Latinos Performing Shakespeare: The Golden Girls Episode


          The Golden Girls (1985-92), a sitcom starring four middle-aged /older women sharing a home in Miami, was one of my favorite sitcoms as a child. When I refer to the characters as middle-aged, I mean Dorothy, Rose, and Blanche were in their 50s and Blanche’s mother Sophia was 80. Three of the women were widows (Blanche was a divorcée), and much was made of them being in the “winter” of their lives.[1] What brings me to The Golden Girls in this context is an episode from Season Four called “Fiddler on the Ropes.” It aired on March 4, 1989, and I vaguely recalled there were references to Jewish culture, Shakespeare, a Cuban boxer, and it included some dialogue in Spanish. I recently revisited the episode and was amazed by what I saw and heard.

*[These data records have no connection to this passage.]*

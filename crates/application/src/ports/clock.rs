//! Clock port for time-related operations

use chrono::{DateTime, Utc};

/// Port for getting the current time.
///
/// Response timestamps come from here so tests can pin them.
pub trait Clock: Send + Sync {
    /// Returns the current UTC timestamp.
    fn now(&self) -> DateTime<Utc>;
}
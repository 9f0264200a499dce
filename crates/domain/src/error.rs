//! Domain error types

use thiserror::Error;

use crate::failure::FailureKind;

/// Domain-level errors raised while building requests and responses.
#[derive(Debug, Error, Clone, PartialEq, Eq)]
pub enum DomainError {
    /// The provided URL is invalid, malformed, or not http(s).
    #[error("invalid URL: {0}")]
    InvalidUrl(String),

    /// A header name contains characters outside the HTTP token set.
    #[error("invalid header name: {0}")]
    InvalidHeaderName(String),

    /// A header value contains a line break or control character.
    #[error("invalid header value: {0}")]
    InvalidHeaderValue(String),

    /// The HTTP method is not supported.
    #[error("unsupported HTTP method: {0}")]
    UnsupportedMethod(String),
}

impl DomainError {
    /// Returns the failure category reported when a request is rejected
    /// with this error.
    #[must_use]
    pub const fn failure_kind(&self) -> FailureKind {
        match self {
            Self::InvalidUrl(_) => FailureKind::InvalidUrl,
            Self::InvalidHeaderName(_)
            | Self::InvalidHeaderValue(_)
            | Self::UnsupportedMethod(_) => FailureKind::InvalidRequest,
        }
    }
}

/// Result type alias for domain operations.
pub type DomainResult<T> = Result<T, DomainError>;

            The episode centers on a plot for the women to regain some money they tried to invest. Sophia was supposed to purchase a CD at the bank in the amount of $3000 ($7,400 today), but instead she “bought” a Cuban boxer who speaks no English and who will receive $10,000 if he loses his fight and $20,000 if he wins. The night before the fight, Pepe disappears, and they track him down and find him playing classical violin in a rehearsal with his music teacher. Pepe reveals that he speaks excellent English (with no Spanish accent) and tells the women that he is auditioning for Julliard in two days. When Dorothy asks why he pretended to only know Spanish, Pepe replies:


PEPE: It’s part of the image.  Cuban boxers are supposed to know their right from their left.  Not much                      else.

DOROTHY: And you think that we are that narrow-minded and prejudiced that we actually felt that way?

PEPE: You bought into it, didn’t you? (silence from all)

PEPE: Hey, I didn’t invent Kid Pepe.  I just conformed to your image of a simple-minded Hispanic fighter. 


Immediately after he says this, he launches into Shylock’s “I am a Jew. Hath / not a Jew eyes?” speech (The Merchant of Venice, III.i.60-68), inserting “Cuban” where Shylock says “Jew.”

After he finishes the monologue, Pepe says, “I also considered auditioning for the Actor’s Studio,” and the immediate sounds of the laugh track tell us that a Latino actor speaking Shakespeare would be a joke at such an audition. Even Pepe’s use of a word in its early modern / Shakespearean meaning is enough to cause confusion, and gain a laugh. When Pepe says he entered the fight because he will need “a purse” if he gets into Juilliard, Rose replies, “You need a purse to go to Juilliard?” (laugh track), and Dorothy quips, “You understood more when he spoke Spanish, didn’t you Rose?”(much laughter) Pepe’s reference to the money in prizefighting as "the purse" intersects  with his understanding of Shakespeare, which extends beyond his performance; he has integrated both his work jargon and Shakespearean meanings into his everyday usage. If he speaks only Spanish, he is considered lesser-than by the women; if he speaks Shakespeare (or the language of sports), they are confused. 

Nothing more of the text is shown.